We seek out surrogates. Shining Bright, an all-star Mike and Lal tribute that bought a few of the album's songs back to life; and, last year, a similarly fashioned live re-enactment that rates among 2013’s most acclaimed expeditions. Both of which can be said to scratch the itch, but they only prolong the agony as well. So it’s probably a bittersweet blessing to unveil the next installment in the Phoebus tease, a self-styled Portrait of Lal Waterson, Teach Me to be a Summer’s Morning (Topic Records).
Five of Bright Phoebus's dozen songs are here... which in turn equates to almost half its original bodyweight. But not in the form that Bright Phoebus presented; rather, these are the demos for “Never The Same,” “Scarecrow,” “To Make You Stay” (a duet with brother Mike), “Shady Lady” and “Red Wine and Promises” - which means no room for “Winifred Odd,” which might well be the single song that most illustrates the album’s own so-singular oddness; no “Magical Man” (the best known track, courtesy of its appearance on the Electric Muse vinyl box set); no “Fine Horseman,” “Rubber Band” or “Danny Rose.”
But we do get ten other songs from throughout Lal’s career, spectral guitar and piano renderings perched deep within a beauty that is so distinctive that it’s genuinely fair to describe her muse as an “acquired taste.” Even deep in the bosom of English folk rock aficionados, there are many who can’t bear to spend more than a few songs in the company of the Watersons, individually or collectively; stripped of all accompaniment beyond the skeletal bones that Lal alone provides, this could be an obstacle course too far.
Love the uniquely structured wildness of her voice and lyricism, though; lose yourself in the dark forests and foreboding marshes of her imagery, and a winter’s evening spent with Summer Morning is to touch a primal, even pagan electricity whose circuitry is so resolutely self-contained that you could not name a single other performer (fellow Watersons notwithstanding, of course) capable of scraping the same scratches into your heart.

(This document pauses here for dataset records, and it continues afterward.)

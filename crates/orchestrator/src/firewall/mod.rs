#![forbid(unsafe_code)]

mod controller;
mod preferences;
mod state;

pub use controller::{FirewallController, FirewallTimings, ScheduleOutcome, auto_block_schedule};
pub use preferences::FirewallPreferences;
pub use state::{FirewallPhase, FirewallState, PackageSet, decode_unblock, encode_unblock};
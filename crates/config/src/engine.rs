#![forbid(unsafe_code)]

use serde::{Deserialize, Serialize};
use serde_with::serde_as;
use std::time::Duration;

#[serde_as]
#[derive(Debug, Clone, Serialize, Deserialize, PartialEq, Eq)]
#[serde(default)]
pub struct Engine {
    /// Interval between two classification passes.
    #[serde_as(as = "serde_with::DurationSeconds")]
    pub sync_interval: Duration,

    /// Run a classification pass immediately on startup.
    pub run_on_start: bool,
}

impl Default for Engine {
    fn default() -> Self {
        Self {
            sync_interval: Duration::from_secs(15 * 60),
            run_on_start: true,
        }
    }
}
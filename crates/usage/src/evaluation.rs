#![forbid(unsafe_code)]

use crate::TrackedApp;

/// The diff produced by one classification pass. Consumed once, never stored.
#[derive(Debug, Clone, Default, PartialEq, Eq)]
pub struct Evaluation {
    /// Rows to upsert, sorted by package name.
    pub updates: Vec<TrackedApp>,
    pub packages_to_remove: Vec<String>,
    /// Crossed the warning threshold during this pass.
    pub apps_to_notify: Vec<TrackedApp>,
    /// Crossed the disable threshold during this pass.
    pub apps_for_disable_recommendation: Vec<TrackedApp>,
}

This is not a standalone disc, however. Lovingly curated (as was the music) by Lal’s daughter Marry, the CD is merely an insert within a seventy-two page hardback book (and I mean hard; the end boards are pushing one-quarter inch thick) packed throughout with Lal’s artwork, lyrics, sketches, photos and scraps.
Some of the words pertain to songs on the CD, others hang in splendid isolation until you seek out the rest of her canon and locate them. Some of the drawings are doodles, some of them fully-fledged family portraits. She illustrates old folk songs, and scribbles herself reminders, and one line that resonates through all of her work is pencilled onto a scrap of paper ranged here alongside a tight sketch of a fairy.
“If you can’t understand me, dance with me, then.”
As much as anything else she ever sang or wrote, that simple sentence captures the essence of Lal Waterson, in the purest, and most potent draught. And we purchase Summer’s Morning to remind ourselves just how precious that is.